You have a supply of ice at 0.0⁰Cand a glass containing 150gwater at 25⁰C.The enthalpy of fusion for ice is $\Delta H_{\text{fus}}=333{\text{Jg}}^{-1},$and the specific heat capacity of water is $4.18{\text{JK}}^{-1}{\text{g}}^{-1}.$How many grams of ice must be added to the glass (and melted) to reduce the temperature of the water to 0⁰C?

Short answer

The heat capacity of water is $-15.7\times {10}^3\text{J}$.

Ice must be added to reduce the temperature of the water to 0⁰C.

Step-by-step solution

Given data

The Mass of water, $\left(m\right)=150\text{g}$.

Initial temperature, $T_1={25}^{\circ }C$.

Final temperature, $T_2=0^{\circ }C$.

Enthalpy of fusion, $\Delta H_{\text{fus}}=333{\text{Jg}}^{-1}$.
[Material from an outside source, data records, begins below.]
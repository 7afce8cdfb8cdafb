use super::{CHANGELOG_FILE_ENV, Packager};
use crate::config::Config;
use crate::errors::{Result, TagcutError};
use crate::process::{command_from_argv, format_command_display, spawn_error};
use crate::types::ArtifactSet;
use std::fs;
use std::path::{Path, PathBuf};
use tracing::{debug, info};

/// Runs the project's packaging command and collects what lands in `dist/`.
#[derive(Debug, Clone)]
pub struct SetupTools {
    root: PathBuf,
    command: Vec<String>,
    dist_dir: PathBuf,
}

impl SetupTools {
    pub fn new(root: &Path, command: Vec<String>, dist_dir: &Path) -> Self {
        Self {
            root: root.to_path_buf(),
            command,
            dist_dir: root.join(dist_dir),
        }
    }

    pub fn from_config(root: &Path, config: &Config) -> Self {
        Self::new(root, config.build_command.clone(), &config.dist_dir)
    }

    fn collect_artifacts(&self) -> Result<ArtifactSet> {
        let escaped = glob::Pattern::escape(&self.dist_dir.to_string_lossy());
        let pattern = format!("{escaped}/*");
        let paths = glob::glob(&pattern)
            .map_err(|e| TagcutError::Build(format!("invalid artifact pattern {pattern}: {e}")))?
            .filter_map(|entry| match entry {
                Ok(path) => Some(path),
                Err(e) => {
                    debug!(error = %e, "skipping unreadable dist entry");
                    None
                }
            })
            .filter(|path| path.is_file())
            .map(|path| {
                if path.is_absolute() {
                    path
                } else {
                    std::path::absolute(&path).unwrap_or(path)
                }
            })
            .collect::<Vec<_>>();

        Ok(ArtifactSet::new(paths))
    }
}

impl Packager for SetupTools {
    fn build(&self, changelog: &Path) -> Result<ArtifactSet> {
        // Stale files from an earlier build must not be uploaded with this one.
        if self.dist_dir.exists() {
            debug!(dir = %self.dist_dir.display(), "removing previous build output");
            fs::remove_dir_all(&self.dist_dir).map_err(|e| {
                TagcutError::Build(format!(
                    "failed to clean {}: {}",
                    self.dist_dir.display(),
                    e
                ))
            })?;
        }

        let mut cmd = command_from_argv(&self.command)?;
        cmd.current_dir(&self.root)
            .env(CHANGELOG_FILE_ENV, changelog);

        println!("Running: {}", format_command_display(&cmd));

        let status = cmd
            .status()
            .map_err(|e| spawn_error(e, &self.command[0]))?;
        if !status.success() {
            return Err(TagcutError::Build(format!(
                "`{}` failed with status {}",
                self.command.join(" "),
                status
            )));
        }

        let artifacts = self.collect_artifacts()?;
        if artifacts.is_empty() {
            return Err(TagcutError::Build(format!(
                "the build produced no files in {}",
                self.dist_dir.display()
            )));
        }

        info!(count = artifacts.len(), "artifacts built");
        Ok(artifacts)
    }
}

#[cfg(all(test, unix))]
mod tests {
    use super::*;

    fn sh(script: &str) -> Vec<String> {
        vec!["sh".into(), "-c".into(), script.into()]
    }

    #[test]
    fn build_exposes_changelog_and_collects_dist() {
        let temp = tempfile::tempdir().unwrap();
        let root = temp.path();
        let changelog = root.join("changelog-test.rst");
        fs::write(&changelog, "Changes since last version\n").unwrap();

        let packager = SetupTools::new(
            root,
            sh("mkdir -p dist && cp \"$CHANGELOG_FILE\" dist/widget-1.0.tar.gz && touch dist/widget-1.0-py3-none-any.whl"),
            Path::new("dist"),
        );
        let artifacts = packager.build(&changelog).unwrap();

        let names: Vec<_> = artifacts
            .iter()
            .map(|p| p.file_name().unwrap().to_string_lossy().into_owned())
            .collect();
        assert_eq!(names, vec!["widget-1.0-py3-none-any.whl", "widget-1.0.tar.gz"]);
        assert!(artifacts.iter().all(Path::is_absolute));
        assert_eq!(
            fs::read_to_string(root.join("dist/widget-1.0.tar.gz")).unwrap(),
            "Changes since last version\n"
        );
    }

    #[test]
    fn stale_artifacts_are_removed_before_building() {
        let temp = tempfile::tempdir().unwrap();
        let root = temp.path();
        fs::create_dir_all(root.join("dist")).unwrap();
        fs::write(root.join("dist/old-0.9.tar.gz"), "old").unwrap();

        let packager = SetupTools::new(
            root,
            sh("mkdir -p dist && touch dist/new-1.0.tar.gz"),
            Path::new("dist"),
        );
        let artifacts = packager.build(&root.join("unused.rst")).unwrap();
        assert_eq!(artifacts.len(), 1);
        assert!(artifacts.paths()[0].ends_with("dist/new-1.0.tar.gz"));
    }

    #[test]
    fn failing_command_is_a_build_error() {
        let temp = tempfile::tempdir().unwrap();
        let packager = SetupTools::new(temp.path(), sh("exit 3"), Path::new("dist"));
        let err = packager.build(&temp.path().join("c.rst")).unwrap_err();
        assert!(matches!(err, TagcutError::Build(msg) if msg.contains("failed with status")));
    }

    #[test]
    fn empty_dist_is_a_build_error() {
        let temp = tempfile::tempdir().unwrap();
        let packager = SetupTools::new(temp.path(), sh("mkdir -p dist"), Path::new("dist"));
        let err = packager.build(&temp.path().join("c.rst")).unwrap_err();
        assert!(matches!(err, TagcutError::Build(msg) if msg.contains("no files")));
    }

    #[test]
    fn missing_tool_is_reported() {
        let temp = tempfile::tempdir().unwrap();
        let packager = SetupTools::new(
            temp.path(),
            vec!["definitely-not-a-real-packager".into()],
            Path::new("dist"),
        );
        let err = packager.build(&temp.path().join("c.rst")).unwrap_err();
        assert!(err.to_string().contains("definitely-not-a-real-packager not found in PATH"));
    }
}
Concept of the heat capacity

The ratio of heat absorbed by a substance to the temperature change is called heat capacity. In terms of the actual amount of material being considered, most frequently a mole, it is usually stated as calories per degree (the molecular weight in grams).
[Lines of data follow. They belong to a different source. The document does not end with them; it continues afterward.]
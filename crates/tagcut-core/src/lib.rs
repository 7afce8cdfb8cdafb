pub mod adapters;
pub mod changelog;
pub mod config;
pub mod credentials;
pub mod errors;
pub mod format;
pub mod git;
pub mod process;
pub mod publish;
pub mod types;
pub mod validate;

/// Sent with every request to the GitHub API.
pub const USER_AGENT: &str = concat!("tagcut/", env!("CARGO_PKG_VERSION"));

// Re-export commonly used items
pub use adapters::{GitHubReleases, PackageIndex, Packager, ReleaseHost, SetupTools, Twine};
pub use changelog::{ChangelogBuilder, generate_changelog};
pub use config::Config;
pub use credentials::Credentials;
pub use errors::{NotReady, Result, TagcutError};
pub use format::{format_index_changelog, format_index_changelog_for_host, format_release_changelog};
pub use git::Checkout;
pub use publish::{NOT_READY, PACKAGE_INDEX_FAILED, RELEASE_HOST_FAILED, publish, run_publish};
pub use types::{ArtifactSet, Changelog, CommitEntry, ReleaseOptions, ReleasePoint, TagKind};
pub use validate::{check_release_point, is_release_tag, ready_for_release};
Calculation of heat capacity

The heat capacity can be determined by the formula which can be shown as: $q=m{c}_{\text{s}}\Delta T$ …. (i)

Where q is heat capacity, $\Delta T$is Change in temperature in K.

Now, put the value of given data in equation (i).

$$\begin{gathered} q=150g\times 4.18J{C}^{-1}{g}^{-1}\times (T_2-T_1) \\ =150g\times 4.18J{C}^{-1}{g}^{-1}\times (0^{\circ }C-25\circ C \\ =-15.7\times {10}^{3}J \end{gathered}$$

Calculation amount of ice

Enthalpy of fusion is $333{\text{Jg}}^{-1}$. The heat needed to fuse one gram of ice is 333J.

$15.7\times {10}^3$of heat will fuse.

Hence, the amount of ice will be:

$15.7\times {10}^3\text{J}\times \frac{1\text{g of ice}}{333\text{J}}=47.1\text{g}$

Therefore, the Heat capacity of water is $-15.7\times {10}^3\text{J}$.

47.1g ice must be added to reduce the temperature of the water to 0⁰ C.